The core fundamental principle to grasp on nanotechnology and nanomaterials is that when the particle size dimensions of a bulk material decrease to the nanometer scale, improved and/or novel properties emerge. Thus, properties of a material can be tuned to desired standards best suited for specific applications, by simply manipulating particle size and shape. Indium chalcogenide nanomaterials are among many functional materials which boast rich literature in the aforementioned context, hence, their technological importance continues to be showcased in widespread applications to date.

The surge in the interest of indium chalcogenide nanomaterials has mainly been fueled by their recognition as alternative candidates against giants in the field of photovoltaics and sustainable energy solutions, such as cadmium chalcogenides which are known for their toxicity issues albeit achieving high performance and efficiency in metal chalcogenide-based semiconductor solar cells and other optoelectronic applications [6]. There are other less-to-non-toxic candidates which have been identified, such as antimony [7] and tin [8] chalcogenides, among others. However, indium chalcogenides contain a broad spectrum of crystallographic phases/species which exhibit unique properties attributed to different atomic compositions and crystal lattice orientation (polymorphism), contrary to antimony and tin chalcogenides. An example of this can be seen in the indium sulfide series, where InS, In3S4, In6S7 and In2S3 (α-In2S3, β-In2S3 and γ-In2S3 [9]) phases have been obtained experimentally [10]. This, in addition to manipulating particle size and shape, as well as employing other enhancement techniques such as doping and composite fabrications, present endless opportunities to harness tailor-made properties.

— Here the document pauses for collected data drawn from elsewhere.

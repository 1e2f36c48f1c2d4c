//! Periodic beacon transmission.
//!
//! Ticks fall on the nominal grid `first_beacon_at + k·interval`. The next
//! tick is scheduled before the current beacon is attempted, so the grid
//! does not depend on whether the beacon was sent or how long it took.
//!
//! A beacon is only handed to the arbiter when the beacon frequency is free
//! right now. Otherwise it is dropped, logged and counted; the next beacon
//! goes out on the next tick.

use beacon_frame::{BeaconError, BeaconFrame, DataRate, FrameId, Frequency, LoraFrame, NetworkTime};
use beaconsim_common::{EntityId, EventClock, EventId, EventPayload, SimTime};
use tracing::{debug, info, warn};

use crate::{GatewayError, RadioLink, TransmitArbiter};

/// LoRaWAN Class B beacon period.
pub const BEACON_INTERVAL: SimTime = SimTime::from_secs(128);

/// Beacon channel and timing.
#[derive(Debug, Clone, Copy, PartialEq)]
pub struct BeaconConfig {
    pub interval: SimTime,
    pub data_rate: DataRate,
    pub frequency: Frequency,
    /// Virtual time of the first tick.
    pub first_beacon_at: SimTime,
    /// Network time at virtual time zero.
    pub initial_network_time: NetworkTime,
}

impl Default for BeaconConfig {
    fn default() -> Self {
        Self {
            interval: BEACON_INTERVAL,
            data_rate: DataRate::Dr3,
            frequency: Frequency::from_hz(923_300_000),
            first_beacon_at: SimTime::ZERO,
            initial_network_time: NetworkTime::ZERO,
        }
    }
}

/// Why a beacon tick produced no transmission.
#[derive(Debug, Clone, Copy, PartialEq, Eq)]
pub enum SkipReason {
    /// The radio or the beacon frequency was not free.
    RadioBusy { wait: SimTime },
    /// The on-wire time would not be greater than the last one sent.
    NotMonotonic,
}

impl SkipReason {
    pub const fn as_str(&self) -> &'static str {
        match self {
            SkipReason::RadioBusy { .. } => "radio_busy",
            SkipReason::NotMonotonic => "not_monotonic",
        }
    }
}

/// Result of one beacon tick.
#[derive(Debug, Clone, Copy, PartialEq)]
pub struct BeaconTick {
    /// Index of the tick on the nominal grid.
    pub period: u64,
    /// Nominal time of this tick.
    pub tick_time: SimTime,
    pub beacon: BeaconFrame,
    /// `None` when the beacon was sent.
    pub skipped: Option<SkipReason>,
}

impl BeaconTick {
    pub fn was_sent(&self) -> bool {
        self.skipped.is_none()
    }
}

/// Drives the beacon cycle of one gateway.
#[derive(Debug)]
pub struct BeaconScheduler {
    config: BeaconConfig,
    owner: EntityId,
    pending: Option<EventId>,
    period: u64,
    last_sent_ms: Option<u64>,
    sent: u64,
    skipped: u64,
}

impl BeaconScheduler {
    /// Scheduler whose tick events are delivered to `owner`.
    ///
    /// Fails on a zero interval.
    pub fn new(config: BeaconConfig, owner: EntityId) -> Result<Self, GatewayError> {
        if config.interval.is_zero() {
            return Err(GatewayError::InvalidBeaconInterval(config.interval));
        }
        Ok(Self {
            config,
            owner,
            pending: None,
            period: 0,
            last_sent_ms: None,
            sent: 0,
            skipped: 0,
        })
    }

    pub fn config(&self) -> &BeaconConfig {
        &self.config
    }

    pub fn beacons_sent(&self) -> u64 {
        self.sent
    }

    pub fn beacons_skipped(&self) -> u64 {
        self.skipped
    }

    pub fn is_running(&self) -> bool {
        self.pending.is_some()
    }

    /// Nominal time of tick `period`.
    pub fn tick_time(&self, period: u64) -> SimTime {
        SimTime::from_micros(
            self.config
                .first_beacon_at
                .as_micros()
                .saturating_add(period.saturating_mul(self.config.interval.as_micros())),
        )
    }

    /// Network time at virtual time `now`.
    pub fn network_time(&self, now: SimTime) -> Result<NetworkTime, BeaconError> {
        self.config
            .initial_network_time
            .checked_add_micros(now.as_micros())
            .ok_or_else(|| BeaconError::range(format!("network time overflows at {now}")))
    }

    /// Schedule the first tick. Restarting resumes the grid at the next
    /// nominal tick after now.
    pub fn start(&mut self, clock: &mut dyn EventClock) {
        self.stop(clock);
        let now = clock.now();
        let first = self.config.first_beacon_at;
        if now > first {
            let elapsed = (now - first).as_micros();
            let interval = self.config.interval.as_micros();
            self.period = elapsed.div_ceil(interval);
        }
        self.schedule(clock);
        info!(
            interval = %self.config.interval,
            frequency = %self.config.frequency,
            data_rate = %self.config.data_rate,
            first = %self.tick_time(self.period),
            "beacon scheduler started"
        );
    }

    /// Cancel the pending tick, if any.
    pub fn stop(&mut self, clock: &mut dyn EventClock) {
        if let Some(id) = self.pending.take() {
            clock.cancel(id);
        }
    }

    fn schedule(&mut self, clock: &mut dyn EventClock) {
        let delay = self.tick_time(self.period).saturating_sub(clock.now());
        self.pending = Some(clock.schedule_after(delay, vec![self.owner], EventPayload::BeaconTick));
    }

    /// Handle a tick: schedule the next one, then try to send the beacon.
    pub fn on_tick<L: RadioLink>(
        &mut self,
        arbiter: &mut TransmitArbiter<L>,
        clock: &mut dyn EventClock,
        frame_id: FrameId,
    ) -> Result<BeaconTick, GatewayError> {
        let now = clock.now();
        let period = self.period;
        let tick_time = self.tick_time(period);
        self.period += 1;
        self.schedule(clock);

        let beacon = BeaconFrame::new(
            self.network_time(now)?,
            self.config.data_rate,
            self.config.frequency,
        );
        let on_wire_ms = beacon.network_time().as_millis();

        let skipped = if self.last_sent_ms.is_some_and(|last| on_wire_ms <= last) {
            Some(SkipReason::NotMonotonic)
        } else {
            let wait = arbiter.waiting_time(self.config.frequency, now);
            if wait.is_zero() {
                None
            } else {
                Some(SkipReason::RadioBusy { wait })
            }
        };

        match skipped {
            None => {
                arbiter.send(LoraFrame::beacon(frame_id, &beacon), clock)?;
                self.last_sent_ms = Some(on_wire_ms);
                self.sent += 1;
                debug!(period, %beacon, "beacon sent");
            }
            Some(reason) => {
                self.skipped += 1;
                warn!(period, %beacon, reason = reason.as_str(), "beacon dropped");
            }
        }

        Ok(BeaconTick {
            period,
            tick_time,
            beacon,
            skipped,
        })
    }
}

#[cfg(test)]
mod tests {
    use super::*;
    use crate::radio::testing::RecordingLink;
    use beaconsim_common::SimContext;

    const GW: EntityId = EntityId(1);

    fn setup(config: BeaconConfig) -> (BeaconScheduler, TransmitArbiter<RecordingLink>, SimContext) {
        let arbiter = TransmitArbiter::new("gw0", RecordingLink::default(), None).unwrap();
        (BeaconScheduler::new(config, GW).unwrap(), arbiter, SimContext::new())
    }

    /// Run `count` ticks, completing every transmission immediately.
    fn run_ticks(
        sched: &mut BeaconScheduler,
        arb: &mut TransmitArbiter<RecordingLink>,
        ctx: &mut SimContext,
        count: usize,
    ) -> Vec<(SimTime, BeaconTick)> {
        let mut ticks = Vec::new();
        while ticks.len() < count {
            let event = ctx.next_event().unwrap();
            assert!(matches!(event.payload, EventPayload::BeaconTick));
            let id = FrameId(ticks.len() as u64);
            let tick = sched.on_tick(arb, ctx, id).unwrap();
            if tick.was_sent() {
                arb.tx_finished(id, ctx.now());
            }
            ticks.push((event.time, tick));
        }
        ticks
    }

    #[test]
    fn test_ticks_at_zero_and_interval() {
        let (mut sched, mut arb, mut ctx) = setup(BeaconConfig::default());
        sched.start(&mut ctx);
        let ticks = run_ticks(&mut sched, &mut arb, &mut ctx, 2);
        assert_eq!(ticks[0].0, SimTime::ZERO);
        assert_eq!(ticks[1].0, SimTime::from_secs(128));
        assert_eq!(sched.beacons_sent(), 2);
    }

    #[test]
    fn test_periodicity_independent_of_outcome() {
        let (mut sched, mut arb, mut ctx) = setup(BeaconConfig::default());
        sched.start(&mut ctx);

        let mut fired = Vec::new();
        for k in 0..6u64 {
            let event = ctx.next_event().unwrap();
            fired.push(event.time);
            let tick = sched.on_tick(&mut arb, &mut ctx, FrameId(k)).unwrap();
            // Completion is never reported for tick 1, so the radio stays
            // busy for every later tick.
            if tick.was_sent() && k != 1 {
                arb.tx_finished(FrameId(k), ctx.now());
            }
        }
        for pair in fired.windows(2) {
            assert_eq!(pair[1] - pair[0], BEACON_INTERVAL);
        }
        assert_eq!(sched.beacons_sent(), 2);
        assert_eq!(sched.beacons_skipped(), 4);
    }

    #[test]
    fn test_busy_radio_drops_beacon() {
        let (mut sched, mut arb, mut ctx) = setup(BeaconConfig::default());
        sched.start(&mut ctx);

        ctx.next_event().unwrap();
        let first = sched.on_tick(&mut arb, &mut ctx, FrameId(1)).unwrap();
        assert!(first.was_sent());
        // Completion never reported.

        ctx.next_event().unwrap();
        let second = sched.on_tick(&mut arb, &mut ctx, FrameId(2)).unwrap();
        assert!(matches!(second.skipped, Some(SkipReason::RadioBusy { .. })));
        assert_eq!(sched.beacons_skipped(), 1);
        assert_eq!(arb.link().sent.len(), 1);
        // The next tick is still pending on the grid.
        assert_eq!(ctx.peek_time(), Some(SimTime::from_secs(256)));
    }

    #[test]
    fn test_network_time_tracks_clock() {
        let config = BeaconConfig {
            initial_network_time: NetworkTime::from_secs(1_000_000).unwrap(),
            first_beacon_at: SimTime::from_secs(5),
            ..Default::default()
        };
        let (mut sched, mut arb, mut ctx) = setup(config);
        sched.start(&mut ctx);
        let ticks = run_ticks(&mut sched, &mut arb, &mut ctx, 2);
        assert_eq!(ticks[0].1.beacon.network_time().as_secs(), 1_000_005);
        assert_eq!(ticks[1].1.beacon.network_time().as_secs(), 1_000_133);
        assert_eq!(ticks[1].1.tick_time, SimTime::from_secs(133));
    }

    #[test]
    fn test_on_wire_times_strictly_increase() {
        let (mut sched, mut arb, mut ctx) = setup(BeaconConfig::default());
        sched.start(&mut ctx);
        let ticks = run_ticks(&mut sched, &mut arb, &mut ctx, 4);
        let wire: Vec<u64> = ticks
            .iter()
            .filter(|(_, t)| t.was_sent())
            .map(|(_, t)| t.beacon.network_time().as_millis())
            .collect();
        assert!(wire.windows(2).all(|w| w[1] > w[0]));
    }

    #[test]
    fn test_stop_cancels_pending_tick() {
        let (mut sched, _arb, mut ctx) = setup(BeaconConfig::default());
        sched.start(&mut ctx);
        assert!(sched.is_running());
        sched.stop(&mut ctx);
        assert!(!sched.is_running());
        assert!(ctx.next_event().is_none());
    }

    #[test]
    fn test_restart_resumes_on_grid() {
        let (mut sched, _arb, mut ctx) = setup(BeaconConfig::default());
        ctx.post_event(SimTime::from_secs(200), vec![GW], EventPayload::Timer { timer_id: 0 });
        ctx.next_event().unwrap();
        sched.start(&mut ctx);
        assert_eq!(ctx.peek_time(), Some(SimTime::from_secs(256)));
    }

    #[test]
    fn test_zero_interval_rejected() {
        let config = BeaconConfig {
            interval: SimTime::ZERO,
            ..Default::default()
        };
        assert_eq!(
            BeaconScheduler::new(config, GW).unwrap_err(),
            GatewayError::InvalidBeaconInterval(SimTime::ZERO)
        );
        assert!(BeaconScheduler::new(BeaconConfig::default(), GW).is_ok());
    }
}
//! Broadcast medium connecting simulated radios.

use beaconsim_common::{Entity, EntityId, Event, EventPayload, ReceiveAirEvent, SimContext, SimError};
use tracing::trace;

/// Delivers every transmission to every other attached radio at the end of
/// its air interval.
#[derive(Debug)]
pub struct BroadcastMedium {
    id: EntityId,
    radios: Vec<EntityId>,
}

impl BroadcastMedium {
    pub fn new(id: EntityId) -> Self {
        Self {
            id,
            radios: Vec::new(),
        }
    }

    /// Attach a radio. Attaching twice has no effect.
    pub fn attach(&mut self, radio: EntityId) {
        if !self.radios.contains(&radio) {
            self.radios.push(radio);
        }
    }

    pub fn radios(&self) -> &[EntityId] {
        &self.radios
    }
}

impl Entity for BroadcastMedium {
    fn entity_id(&self) -> EntityId {
        self.id
    }

    fn handle_event(&mut self, event: &Event, ctx: &mut SimContext) -> Result<(), SimError> {
        let EventPayload::TransmitAir(tx) = &event.payload else {
            return Ok(());
        };

        let receivers: Vec<EntityId> = self
            .radios
            .iter()
            .copied()
            .filter(|&r| r != tx.radio_id)
            .collect();
        if receivers.is_empty() {
            return Ok(());
        }

        trace!(
            from = %tx.radio_id,
            frame = tx.frame.id.0,
            receivers = receivers.len(),
            "broadcast"
        );
        ctx.post_at(
            tx.end_time,
            receivers,
            EventPayload::ReceiveAir(ReceiveAirEvent {
                source_radio_id: tx.radio_id,
                frame: tx.frame.clone(),
                start_time: tx.start_time,
                end_time: tx.end_time,
            }),
        );
        Ok(())
    }
}

#[cfg(test)]
mod tests {
    use super::*;
    use beacon_frame::{BeaconFrame, DataRate, FrameId, Frequency, LoraFrame, NetworkTime};
    use beaconsim_common::{SimTime, TransmitAirEvent};

    #[test]
    fn test_broadcast_skips_sender() {
        let mut medium = BroadcastMedium::new(EntityId(100));
        medium.attach(EntityId(1));
        medium.attach(EntityId(2));
        medium.attach(EntityId(3));
        medium.attach(EntityId(2));
        assert_eq!(medium.radios().len(), 3);

        let beacon = BeaconFrame::new(NetworkTime::ZERO, DataRate::Dr8, Frequency::from_mhz(923.3));
        let mut ctx = SimContext::new();
        ctx.post_immediate(
            vec![EntityId(100)],
            EventPayload::TransmitAir(TransmitAirEvent {
                radio_id: EntityId(2),
                frame: LoraFrame::beacon(FrameId(1), &beacon),
                start_time: SimTime::ZERO,
                end_time: SimTime::from_millis(250),
            }),
        );
        let event = ctx.next_event().unwrap();
        medium.handle_event(&event, &mut ctx).unwrap();

        let delivered = ctx.next_event().unwrap();
        assert_eq!(delivered.time, SimTime::from_millis(250));
        assert_eq!(delivered.targets, vec![EntityId(1), EntityId(3)]);
        assert!(matches!(delivered.payload, EventPayload::ReceiveAir(_)));
    }
}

The most common and easy route to tune the properties of nanomaterials is by tweaking reaction parameters during synthesis. Therefore, the choice of synthetic methods best suited for specific precursors is of crucial importance [11]. Over the years, there has been an intensive research invested on precursor design necessary to produce high quality nanomaterials [12]. Hence, metalorganic compounds gained unprecedented attention as molecular precursors compatible with a range of fabrication protocols. These molecular precursors have made it possible to access various classes of nanomaterials, although the overall nanomaterial fabrication protocols were initially a hit-or-miss process. As a result of this approach, useful data has been obtained which has formed an integral part of theoretical models used to predict novel nanomaterials and their corresponding properties. As much as molecular precursors have demonstrated their preference and superiority over conventional salt-based precursors in the context of nanomaterial fabrication, the latter is however currently ideal for the development of devices which are sensitive to impurities, among other factors. Hence, recent technological advances (from late 2019 to date of this book chapter) of indium chalcogenide nanomaterials presented in the next sections are predominantly obtained through conventional salt-based precursor routes. Interesting literature on molecular precursors for indium chalcogenide nanomaterials is available elsewhere [13, 14].


2. Indium sulfide series

Research on indium chalcogenide nanomaterials predominantly focuses on the indium sulfide series, attributed to readily available, abundant, cheap and stable precursors. This series finds applications in various applications, typically in optoelectronics. Among recent advancements is the selective NO2 gas sensing abilities of β-In2S3 thin films prepared by spray pyrolysis; this preliminary study introduces β-In2S3 thin films as less toxic and cheaper alternatives to highly selective and sensitive cadmium sulfide-based NO2 gas sensors [15]. In other work, In2S3thin films prepared by ultrasonic spray pyrolysis was evaluated, for the first time, as photoelectrodes (Figure 1) for all-vanadium photoelectrochemical batteries [16]. The efficiency was linked to the degree of optical and photoelectrochemical behavior associated with the thickness of the In2S3 thin films. In both works, it becomes apparent that the physical alterations of the films are necessary to improve selectivity, sensitivity and efficiency. There are two notable recent reports which have provided preliminary solutions as per above: (i) band gap (1.9–2.3 eV) and electrical resistivity (5.5 x 100–6.0 x 103 Ωm) control through thermal treatment of as-prepared In2S3 thin films at different temperatures in the presence/absence of sulfur powder [17], and (ii) tunable morphological (root mean square roughness) and optical properties (transmittance and photoluminescence) of the In2S3 thin films by varying the S/In molar ratio in spray pyrolysis deposition experiments [18].

Figure 1.

Schematic representation of the photoelectrochemical VR-flow cell based on the In2S3-type photoelectrode. Reprinted with permission from Ref. [16]. Copyright 2020 American Chemical Society.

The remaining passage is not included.